La répartie d’un Messi en colère à un joueur néerlandais après le quart de finale gagné par l’Argentine « Qu’est-ce que tu regardes, abruti ? » s’est muée en phénomène de mode dans son pays, avec des T-shirts, mugs, casquettes lancés sur le marché en quelques jours, et une analyse linguistique en prime.
Le bref clash, où le capitaine argentin lance, à l’adresse de Wout Weghorts: « Qué miras bobo ? (…) Anda pa’ alla, bobo ! » (« Qu’est-ce que tu regardes, abruti ? Tire-toi là-bas, abruti ! »), filmé vendredi en zone mixte après Pays-Bas-Argentine par la chaîne TyC Sports, a été repassé en boucle par les médias argentins, disséqué, et… monétisé.
Dès ce week-end, des tasses étaient disponibles sur le site de commerce en ligne Mercado Libre, à partir de 1.600 pesos (environ 9 dollars).
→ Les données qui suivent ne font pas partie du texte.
//! Confirmation mail templates
//!
//! A template is parsed once and rendered per message. Placeholders are
//! written `{{ name }}` (the account's display name) and `{{ url }}` (the
//! confirmation link). Substituted values are HTML-escaped. Parsing only
//! checks structure; a placeholder that names an unknown field fails at
//! render time.

use crate::{Error, Result};

const FIELD_NAME: &str = "name";
const FIELD_URL: &str = "url";

#[derive(Debug, Clone, PartialEq, Eq)]
enum Segment {
    Text(String),
    Field(String),
}

/// Renders a notification body embedding a confirmation link
#[derive(Debug, Clone)]
pub struct ConfirmationTemplate {
    segments: Vec<Segment>,
    /// Page the link leads to; it calls back into the service with the id
    base_path: String,
}

impl ConfirmationTemplate {
    /// Parse a template whose links point at `base_path`
    pub fn new(source: &str, base_path: impl Into<String>) -> Result<Self> {
        Ok(Self {
            segments: parse(source)?,
            base_path: base_path.into(),
        })
    }

    /// Default account-creation confirmation body
    pub fn account_confirmation(base_path: impl Into<String>) -> Result<Self> {
        Self::new(DEFAULT_ACCOUNT_CONFIRMATION, base_path)
    }

    /// Default password-reset confirmation body
    pub fn password_reset(base_path: impl Into<String>) -> Result<Self> {
        Self::new(DEFAULT_PASSWORD_RESET, base_path)
    }

    pub fn base_path(&self) -> &str {
        &self.base_path
    }

    /// Build the link for a confirmation identifier
    pub fn confirmation_url(&self, confirmation_id: &str) -> String {
        format!("{}?id={}", self.base_path, confirmation_id)
    }

    /// Render the body for an account name and a confirmation link
    pub fn render(&self, account_name: &str, confirmation_url: &str) -> Result<String> {
        let mut out = String::new();
        for segment in &self.segments {
            match segment {
                Segment::Text(text) => out.push_str(text),
                Segment::Field(field) if field == FIELD_NAME => {
                    push_escaped(&mut out, account_name)
                }
                Segment::Field(field) if field == FIELD_URL => {
                    push_escaped(&mut out, confirmation_url)
                }
                Segment::Field(field) => {
                    return Err(Error::Template(format!("unknown field '{}'", field)))
                }
            }
        }
        Ok(out)
    }

    /// Render the body for an account name and a confirmation identifier
    pub fn render_for(&self, account_name: &str, confirmation_id: &str) -> Result<String> {
        self.render(account_name, &self.confirmation_url(confirmation_id))
    }
}

fn parse(source: &str) -> Result<Vec<Segment>> {
    let mut segments = Vec::new();
    let mut rest = source;

    while let Some(start) = rest.find("{{") {
        if start > 0 {
            segments.push(Segment::Text(rest[..start].to_string()));
        }
        let after = &rest[start + 2..];
        let end = after
            .find("}}")
            .ok_or_else(|| Error::Template("unclosed '{{'".into()))?;
        let field = after[..end].trim();
        if field.is_empty() {
            return Err(Error::Template("empty placeholder".into()));
        }
        segments.push(Segment::Field(field.to_string()));
        rest = &after[end + 2..];
    }
    if !rest.is_empty() {
        segments.push(Segment::Text(rest.to_string()));
    }

    Ok(segments)
}

fn push_escaped(out: &mut String, value: &str) {
    for c in value.chars() {
        match c {
            '&' => out.push_str("&amp;"),
            '<' => out.push_str("&lt;"),
            '>' => out.push_str("&gt;"),
            '"' => out.push_str("&#34;"),
            '\'' => out.push_str("&#39;"),
            _ => out.push(c),
        }
    }
}

const DEFAULT_ACCOUNT_CONFIRMATION: &str = r#"<!DOCTYPE html>
<html>

<head>
    <link href="https://fonts.googleapis.com/css?family=Roboto:300,400" rel="stylesheet">
    <style>
        body {
            background-color: lightblue;
        }

        * {
            font-family: "Roboto", sans-serif;
            font-weight: 300;
        }

        div#main {
            max-width: 700px;
            background-color: white;
            margin: auto;
            padding: 80px;
            height: 95%;
        }
    </style>
</head>
<body>
    <div id='main'>
        <p> Hola {{ name }}, gracias por sumarte!</p>
        <p>
            Para confirmar tu alta como usuario, haz clic <a href='{{ url }}'>AQUÍ</a>.
        </p>

        <p id="rechazar">
            Si tú no has solicitado el alta de usuario puedes ignorar este mensaje.
        </p>
    </div>

    <br>
</body>
</html>
"#;

const DEFAULT_PASSWORD_RESET: &str = r#"<!DOCTYPE html>
<html>

<head>
    <link href="https://fonts.googleapis.com/css?family=Roboto:300,400" rel="stylesheet">
    <style>
        body {
            background-color: lightblue;
        }

        * {
            font-family: "Roboto", sans-serif;
            font-weight: 300;
        }

        div#main {
            max-width: 700px;
            background-color: white;
            margin: auto;
            padding: 80px;
            height: 95%;
        }
    </style>
</head>
<body>
    <div id='main'>
        <p> Hola {{ name }}!</p>
        <p>
            Para continuar con el proceso de blanqueo de contraseña, haz clic <a href='{{ url }}'>AQUÍ</a>.
        </p>

        <p id="rechazar">
            Si tú no has realizado la solicitud de blanqueo de contraseña puedes ignorar este mensaje.
        </p>
    </div>

    <br>
</body>
</html>
"#;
Des tee-shirts aux designs variés –phrase avec l’effigie de Messi, avec le drapeau argentin, phrase seule– étaient proposés à partir de 2.900 pesos (16 dollars). Et des casquettes pour 3.900 (22 dollars).
La répartie était aussi matière première de remix musicaux, d’innombrables « mèmes », l’objet de recherches dominantes sur internet dès après le match –les mots « bobo », « andapaalla ». Un tweet avec la brève vidéo de 10 secondes avait été partagé 10,5 millions de fois lundi. Et de premiers tatouages « Qué mira’ bobo ? » sont apparus.
« Maradonisé »
« On a fait les T-shirts dans la foulée, dès après le match », a déclaré à l’AFP Tony Molfese, 31 ans, graphiste et gérant d’un magasin à Buenos Aires. « Et puis la phrase est devenue virale, parce que Messi à un moment avait ce profil bas, tranquille, mais peut-être les gens voulaient qu’il ait ce +piquant+ de Diego (Maradona). On aime ce Messi « Maradonisé », ajoute-t-il, réjoui aussi d’avoir écoulé 500 T-shirts « Qué miras » en 48h, quand il vend normalement 100 à 150 T-shirts par jour…
Les mots de Messi ont été interprétés par la majeure partie de la presse comme la juste colère d’un génie victime à la fois des fautes des Néerlandais et de l’arbitrage. Un leader habité, enragé, « maradonien », résument plusieurs médias. Mais ils ont aussi été montrés du doigt : le quotidien La Nacion (conservateur) observant que « le footballeur le plus extraordinaire de l’histoire (…) peut aussi être un homme vulgaire ».
Le langage lui-même a été analysé: d’un ton amusé, des médias relevaient que les mots employés par Messi étaient à la fois modérés et désuets. Dans le langage « insultant » courant, un Argentin aurait plutôt dit: « Qué miras, pelotudo ? » (c..) », faisait remarquer le quotidien Clarin.
Un Argentin, ou plutôt un Porteño (habitant de Buenos Aires). Car Clarin estime que l’usage par Messi de « bobo », « trahit son appartenance au football des champs, de terre battue, joué sous la pluie, dans la boue jusqu’à ce que le soleil se couche ». En d’autres termes un peu rustique, de Rosario (300 km de Buenos Aires) d’où est originaire Messi. Un « pur Rosarisme », résume le journal.
L’autre partie de l’expression « Anda pa’ alla » a aussi fait se dresser quelques sourcils amusés, perçue comme une grossièreté un peu désuète, qu’auraient pu utiliser ses parents ou grands-parents. Mais qui vient subitement de revenir à la mode.